Roberts C T, Lasky S R, Lowe W L, Seaman W T, LeRoith D
Diabetes Branch, National Institute of Diabetes, Digestive and Kidney Diseases, Bethesda, Maryland 20892.
Mol Endocrinol. 1987 Mar;1(3):243-8. doi: 10.1210/mend-1-3-243.
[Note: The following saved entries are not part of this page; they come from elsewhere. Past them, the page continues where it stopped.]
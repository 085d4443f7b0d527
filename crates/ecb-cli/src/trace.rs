//! Console dump of intermediate cipher states.

use ecb_core::{Block, CipherObserver, State, Step};

/// Prints every step of the first `limit` blocks as 4×4 hex grids.
pub struct StatePrinter {
    limit: usize,
    active: bool,
}

impl StatePrinter {
    pub fn new(limit: usize) -> Self {
        Self {
            limit,
            active: false,
        }
    }
}

impl CipherObserver for StatePrinter {
    fn block_start(&mut self, index: usize, input: &Block) {
        self.active = index < self.limit;
        if self.active {
            println!("\nBlock {index} encryption steps:");
            println!("\nInput Block:\n{}", format_state(input));
        }
    }

    fn step(&mut self, step: Step, state: &State) {
        if self.active {
            println!("\n{step}:\n{}", format_state(state));
        }
    }
}

/// One line per column, bytes in hex.
pub fn format_state(state: &State) -> String {
    state
        .chunks_exact(4)
        .map(|column| {
            column
                .iter()
                .map(|byte| format!("{byte:02x}"))
                .collect::<Vec<_>>()
                .join(" ")
        })
        .collect::<Vec<_>>()
        .join("\n")
}
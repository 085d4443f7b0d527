//! Minimal BMP container handling.
//!
//! A bitmap is split into two opaque byte buffers: everything before the pixel
//! array (file header, info header, optional palette) and the pixel array
//! itself. Nothing here interprets pixels beyond what is needed to synthesize
//! a demo image.

#![forbid(unsafe_code)]
#![deny(missing_docs)]

mod container;
mod error;
mod synth;

pub use crate::container::{read_container, write_container, Container, HEADER_LEN, SIGNATURE};
pub use crate::error::{ContainerError, Result};
pub use crate::synth::synthesize_pattern;
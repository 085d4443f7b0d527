//! Synthetic test images with large flat regions.

use crate::container::{Container, HEADER_LEN, SIGNATURE};
use crate::error::{ContainerError, Result};

const BITS_PER_PIXEL: u16 = 24;
const PIXELS_PER_METRE: u32 = 2835;

// BGR
const PALETTE: [[u8; 3]; 6] = [
    [0xff, 0xff, 0xff],
    [0x20, 0x20, 0x20],
    [0x30, 0x60, 0xe0],
    [0x40, 0xc0, 0x40],
    [0xe0, 0x90, 0x20],
    [0x90, 0x30, 0xa0],
];

/// Builds a 24-bit bottom-up bitmap of flat colour tiles.
///
/// Uniform regions are exactly what ECB fails to hide: after encryption the
/// tile outlines remain visible. Zero dimensions are clamped to one pixel.
/// Fails with [`ContainerError::TooLarge`] when the file size would not fit
/// in the header's 32-bit size field.
pub fn synthesize_pattern(width: u32, height: u32) -> Result<Container> {
    let width = width.max(1);
    let height = height.max(1);
    let image_size = pixel_array_len(width, height)
        .ok_or(ContainerError::TooLarge { width, height })?;
    let row_len = image_size as usize / height as usize;
    let tile_w = (width / 4).max(1);
    let tile_h = (height / 3).max(1);

    let mut payload = vec![0u8; row_len * height as usize];
    for (y, row) in payload.chunks_exact_mut(row_len).enumerate() {
        let tile_row = y as u32 / tile_h;
        for x in 0..width {
            let tile = (x / tile_w + tile_row) as usize % PALETTE.len();
            let at = x as usize * 3;
            row[at..at + 3].copy_from_slice(&PALETTE[tile]);
        }
    }

    Ok(Container {
        header: bitmap_header(width, height, image_size),
        payload,
    })
}

// Padded pixel array length, if header plus pixels stays within u32.
fn pixel_array_len(width: u32, height: u32) -> Option<u32> {
    let row_len = (u64::from(width) * 3 + 3) & !3;
    let total = row_len.checked_mul(u64::from(height))?;
    let limit = u64::from(u32::MAX) - HEADER_LEN as u64;
    if total > limit {
        return None;
    }
    u32::try_from(total).ok()
}

fn bitmap_header(width: u32, height: u32, image_size: u32) -> Vec<u8> {
    let mut header = Vec::with_capacity(HEADER_LEN);
    // BITMAPFILEHEADER
    header.extend_from_slice(&SIGNATURE);
    header.extend_from_slice(&(HEADER_LEN as u32 + image_size).to_le_bytes());
    header.extend_from_slice(&0u32.to_le_bytes());
    header.extend_from_slice(&(HEADER_LEN as u32).to_le_bytes());
    // BITMAPINFOHEADER
    header.extend_from_slice(&40u32.to_le_bytes());
    header.extend_from_slice(&width.to_le_bytes());
    header.extend_from_slice(&height.to_le_bytes());
    header.extend_from_slice(&1u16.to_le_bytes());
    header.extend_from_slice(&BITS_PER_PIXEL.to_le_bytes());
    header.extend_from_slice(&0u32.to_le_bytes());
    header.extend_from_slice(&image_size.to_le_bytes());
    header.extend_from_slice(&PIXELS_PER_METRE.to_le_bytes());
    header.extend_from_slice(&PIXELS_PER_METRE.to_le_bytes());
    header.extend_from_slice(&0u32.to_le_bytes());
    header.extend_from_slice(&0u32.to_le_bytes());
    debug_assert_eq!(header.len(), HEADER_LEN);
    header
}

#[cfg(test)]
mod tests {
    use super::*;

    #[test]
    fn header_describes_payload() {
        let image = synthesize_pattern(10, 3).unwrap();
        assert_eq!(image.header.len(), HEADER_LEN);
        // 10 px * 3 bytes = 30, padded to 32 per row
        assert_eq!(image.payload.len(), 32 * 3);
        let bytes = image.to_bytes();
        assert_eq!(
            u32::from_le_bytes(bytes[2..6].try_into().unwrap()) as usize,
            bytes.len()
        );
        assert_eq!(Container::parse(&bytes).unwrap(), image);
    }

    #[test]
    fn first_pixel_uses_first_colour() {
        let image = synthesize_pattern(64, 64).unwrap();
        assert_eq!(&image.payload[..3], &PALETTE[0]);
    }

    #[test]
    fn zero_dimensions_are_clamped() {
        let image = synthesize_pattern(0, 0).unwrap();
        assert_eq!(image.payload.len(), 4);
    }

    #[test]
    fn oversized_dimensions_are_rejected() {
        for (width, height) in [(u32::MAX, u32::MAX), (40_000, 40_000), (u32::MAX, 1)] {
            assert!(matches!(
                synthesize_pattern(width, height),
                Err(ContainerError::TooLarge { .. })
            ));
        }
        // Large, but header plus pixels still fits in 32 bits.
        assert_eq!(pixel_array_len(37_836, 37_836), Some(113_508 * 37_836));
    }
}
Two classes of insulin-like growth factor I (IGF-I) cDNAs were isolated from an adult rat liver library using a human IGF-I cDNA probe. The two types of rat IGF-I cDNA differed by the presence or absence of a 52-base pair insert which altered the derived C-terminal amino acid sequence of the E peptide, but not the 3'-untranslated region or the sequence coding for the mature IGF-I protein. When probes derived from these cDNA clones were hybridized to Northern blots of rat mRNA, specific bands of 8.6, 2.1, and 1.0-1.4 kilobases were seen. Hybridization to poly(A)+ RNA from various tissues from GH-treated and control rats demonstrated an increase in IGF-I mRNA due to GH treatment in all tissues examined.
使用人胰岛素样生长因子I(IGF-I)cDNA探针,从成年大鼠肝脏文库中分离出两类IGF-I cDNA。这两类大鼠IGF-I cDNA的区别在于是否存在一个52个碱基对的插入片段,该插入片段改变了E肽的推导C末端氨基酸序列,但不影响3'-非翻译区或成熟IGF-I蛋白的编码序列。当将源自这些cDNA克隆的探针与大鼠mRNA的Northern印迹杂交时,观察到8.6、2.1和1.0 - 1.4千碱基的特异性条带。与生长激素处理组和对照组大鼠各种组织的聚腺苷酸加尾RNA(poly(A)+ RNA)杂交显示,在所有检测的组织中,生长激素处理均导致IGF-I mRNA增加。